*Problem description*:
Review the listing and copy each line that holds the word "path".

++++

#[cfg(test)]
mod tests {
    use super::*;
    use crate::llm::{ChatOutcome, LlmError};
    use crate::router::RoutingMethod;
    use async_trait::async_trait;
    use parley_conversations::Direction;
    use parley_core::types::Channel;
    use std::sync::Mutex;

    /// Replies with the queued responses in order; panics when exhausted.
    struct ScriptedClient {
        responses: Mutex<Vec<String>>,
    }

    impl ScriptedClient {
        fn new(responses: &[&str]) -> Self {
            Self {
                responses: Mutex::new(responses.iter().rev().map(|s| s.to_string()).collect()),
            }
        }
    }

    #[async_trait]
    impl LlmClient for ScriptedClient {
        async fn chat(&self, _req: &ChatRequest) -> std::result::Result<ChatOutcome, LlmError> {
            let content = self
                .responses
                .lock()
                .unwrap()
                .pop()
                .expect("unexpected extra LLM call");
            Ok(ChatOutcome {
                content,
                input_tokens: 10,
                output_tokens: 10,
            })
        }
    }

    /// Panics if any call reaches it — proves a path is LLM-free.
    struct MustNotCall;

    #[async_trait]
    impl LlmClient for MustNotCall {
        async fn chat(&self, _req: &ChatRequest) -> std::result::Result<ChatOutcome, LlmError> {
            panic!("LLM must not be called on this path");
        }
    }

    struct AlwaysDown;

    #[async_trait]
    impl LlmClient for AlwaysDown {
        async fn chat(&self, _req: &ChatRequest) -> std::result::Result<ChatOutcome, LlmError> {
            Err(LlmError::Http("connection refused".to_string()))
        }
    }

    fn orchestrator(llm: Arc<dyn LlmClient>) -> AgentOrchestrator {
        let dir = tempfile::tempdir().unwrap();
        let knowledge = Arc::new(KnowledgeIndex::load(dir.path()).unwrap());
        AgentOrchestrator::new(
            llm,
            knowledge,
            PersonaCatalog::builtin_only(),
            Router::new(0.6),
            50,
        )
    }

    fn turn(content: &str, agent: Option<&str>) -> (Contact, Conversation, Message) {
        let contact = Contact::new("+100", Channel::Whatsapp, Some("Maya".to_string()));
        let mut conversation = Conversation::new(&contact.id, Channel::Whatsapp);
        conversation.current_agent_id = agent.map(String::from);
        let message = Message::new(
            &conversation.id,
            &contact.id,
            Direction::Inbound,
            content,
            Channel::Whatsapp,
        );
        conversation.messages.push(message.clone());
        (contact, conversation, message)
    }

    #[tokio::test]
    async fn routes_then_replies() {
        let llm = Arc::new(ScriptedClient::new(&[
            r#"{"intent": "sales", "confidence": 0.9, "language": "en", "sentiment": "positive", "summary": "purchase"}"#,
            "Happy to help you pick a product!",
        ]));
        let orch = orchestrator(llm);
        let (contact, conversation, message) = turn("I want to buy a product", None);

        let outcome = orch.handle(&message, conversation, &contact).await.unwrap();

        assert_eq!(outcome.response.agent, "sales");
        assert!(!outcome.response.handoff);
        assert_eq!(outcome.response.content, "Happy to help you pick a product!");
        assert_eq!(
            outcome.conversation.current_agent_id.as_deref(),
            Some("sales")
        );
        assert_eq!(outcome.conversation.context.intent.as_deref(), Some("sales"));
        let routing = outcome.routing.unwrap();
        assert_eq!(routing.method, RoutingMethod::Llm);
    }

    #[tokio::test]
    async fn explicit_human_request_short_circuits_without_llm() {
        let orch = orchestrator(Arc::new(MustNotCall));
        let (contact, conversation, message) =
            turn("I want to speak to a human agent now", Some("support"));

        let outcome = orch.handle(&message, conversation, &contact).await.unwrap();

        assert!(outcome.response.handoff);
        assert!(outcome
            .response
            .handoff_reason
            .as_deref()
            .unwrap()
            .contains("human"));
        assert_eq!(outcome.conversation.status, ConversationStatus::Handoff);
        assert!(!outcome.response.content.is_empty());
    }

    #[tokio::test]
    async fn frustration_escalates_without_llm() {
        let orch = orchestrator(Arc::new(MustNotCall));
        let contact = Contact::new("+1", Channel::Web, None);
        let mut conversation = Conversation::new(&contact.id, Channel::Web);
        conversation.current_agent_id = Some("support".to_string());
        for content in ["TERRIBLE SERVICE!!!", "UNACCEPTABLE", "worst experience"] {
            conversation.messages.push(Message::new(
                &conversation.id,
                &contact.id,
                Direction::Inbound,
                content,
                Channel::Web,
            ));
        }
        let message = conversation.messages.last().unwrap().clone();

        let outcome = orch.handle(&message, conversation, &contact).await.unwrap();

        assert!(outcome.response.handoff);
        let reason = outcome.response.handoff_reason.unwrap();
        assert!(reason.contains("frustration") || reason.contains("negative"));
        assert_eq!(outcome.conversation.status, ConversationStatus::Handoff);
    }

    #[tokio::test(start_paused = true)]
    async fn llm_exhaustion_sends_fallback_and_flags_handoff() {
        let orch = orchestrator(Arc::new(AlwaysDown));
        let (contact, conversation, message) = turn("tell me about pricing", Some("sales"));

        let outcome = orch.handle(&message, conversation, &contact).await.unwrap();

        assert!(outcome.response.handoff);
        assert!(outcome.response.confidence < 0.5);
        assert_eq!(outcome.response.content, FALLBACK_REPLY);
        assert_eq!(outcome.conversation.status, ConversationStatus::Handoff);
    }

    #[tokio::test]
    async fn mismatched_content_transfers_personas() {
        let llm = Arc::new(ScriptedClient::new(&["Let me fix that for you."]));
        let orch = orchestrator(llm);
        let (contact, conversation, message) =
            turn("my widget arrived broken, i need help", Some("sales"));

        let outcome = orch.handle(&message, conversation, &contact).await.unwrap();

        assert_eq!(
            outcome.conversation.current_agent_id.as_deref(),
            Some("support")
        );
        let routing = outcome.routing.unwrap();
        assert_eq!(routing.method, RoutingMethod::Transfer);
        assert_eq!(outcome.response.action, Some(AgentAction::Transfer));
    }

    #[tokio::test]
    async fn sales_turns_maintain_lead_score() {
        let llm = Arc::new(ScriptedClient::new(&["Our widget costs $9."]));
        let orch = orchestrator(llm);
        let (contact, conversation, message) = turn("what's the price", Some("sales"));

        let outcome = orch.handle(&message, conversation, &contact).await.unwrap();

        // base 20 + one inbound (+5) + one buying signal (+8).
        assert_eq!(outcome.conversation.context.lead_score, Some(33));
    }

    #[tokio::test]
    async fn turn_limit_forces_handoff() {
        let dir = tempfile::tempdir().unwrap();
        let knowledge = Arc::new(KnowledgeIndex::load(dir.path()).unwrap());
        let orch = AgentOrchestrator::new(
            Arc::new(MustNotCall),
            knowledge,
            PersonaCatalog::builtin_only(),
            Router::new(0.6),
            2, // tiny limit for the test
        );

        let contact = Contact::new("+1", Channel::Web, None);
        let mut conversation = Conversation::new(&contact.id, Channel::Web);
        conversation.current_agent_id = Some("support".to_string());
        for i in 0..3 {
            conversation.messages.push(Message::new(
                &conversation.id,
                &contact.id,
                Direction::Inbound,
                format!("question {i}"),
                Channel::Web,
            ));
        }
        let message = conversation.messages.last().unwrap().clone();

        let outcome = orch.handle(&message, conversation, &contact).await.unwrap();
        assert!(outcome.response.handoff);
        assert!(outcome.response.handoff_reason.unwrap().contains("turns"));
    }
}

++++

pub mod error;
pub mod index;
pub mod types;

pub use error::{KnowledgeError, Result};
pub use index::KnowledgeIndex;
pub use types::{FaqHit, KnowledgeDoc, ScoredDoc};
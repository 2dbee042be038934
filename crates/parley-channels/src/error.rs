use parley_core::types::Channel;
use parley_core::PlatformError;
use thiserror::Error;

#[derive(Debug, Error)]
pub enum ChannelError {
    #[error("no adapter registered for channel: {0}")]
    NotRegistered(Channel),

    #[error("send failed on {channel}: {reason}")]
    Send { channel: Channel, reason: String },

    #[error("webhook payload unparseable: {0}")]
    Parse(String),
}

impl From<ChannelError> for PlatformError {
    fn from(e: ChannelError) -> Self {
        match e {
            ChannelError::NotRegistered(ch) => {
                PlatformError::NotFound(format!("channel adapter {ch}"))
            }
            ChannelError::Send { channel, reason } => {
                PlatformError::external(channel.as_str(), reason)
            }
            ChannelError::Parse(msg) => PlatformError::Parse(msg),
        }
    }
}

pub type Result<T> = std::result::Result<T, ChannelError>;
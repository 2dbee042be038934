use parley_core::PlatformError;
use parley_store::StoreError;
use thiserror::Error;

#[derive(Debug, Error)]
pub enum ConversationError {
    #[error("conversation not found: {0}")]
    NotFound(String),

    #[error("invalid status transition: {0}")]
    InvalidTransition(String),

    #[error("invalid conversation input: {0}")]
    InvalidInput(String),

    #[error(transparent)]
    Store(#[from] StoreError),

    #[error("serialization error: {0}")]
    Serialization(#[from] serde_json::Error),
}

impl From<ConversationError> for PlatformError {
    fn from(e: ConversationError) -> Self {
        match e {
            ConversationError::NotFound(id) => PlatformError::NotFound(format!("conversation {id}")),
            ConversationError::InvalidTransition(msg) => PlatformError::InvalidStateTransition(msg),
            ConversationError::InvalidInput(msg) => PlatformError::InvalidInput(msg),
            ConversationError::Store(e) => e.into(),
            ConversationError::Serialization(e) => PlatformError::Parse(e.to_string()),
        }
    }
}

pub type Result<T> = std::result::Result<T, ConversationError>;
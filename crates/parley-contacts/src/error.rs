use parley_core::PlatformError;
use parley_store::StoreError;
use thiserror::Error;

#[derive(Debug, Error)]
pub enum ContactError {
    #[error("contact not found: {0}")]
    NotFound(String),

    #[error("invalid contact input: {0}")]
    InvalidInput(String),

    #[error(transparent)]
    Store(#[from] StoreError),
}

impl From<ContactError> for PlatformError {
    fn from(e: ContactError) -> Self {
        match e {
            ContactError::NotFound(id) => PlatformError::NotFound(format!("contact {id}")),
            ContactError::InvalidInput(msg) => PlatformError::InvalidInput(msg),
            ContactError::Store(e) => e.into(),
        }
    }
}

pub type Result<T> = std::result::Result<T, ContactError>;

++++

*Output below*:
    /// Panics if any call reaches it — proves a path is LLM-free.
            panic!("LLM must not be called on this path");
        let knowledge = Arc::new(KnowledgeIndex::load(dir.path()).unwrap());
        let knowledge = Arc::new(KnowledgeIndex::load(dir.path()).unwrap());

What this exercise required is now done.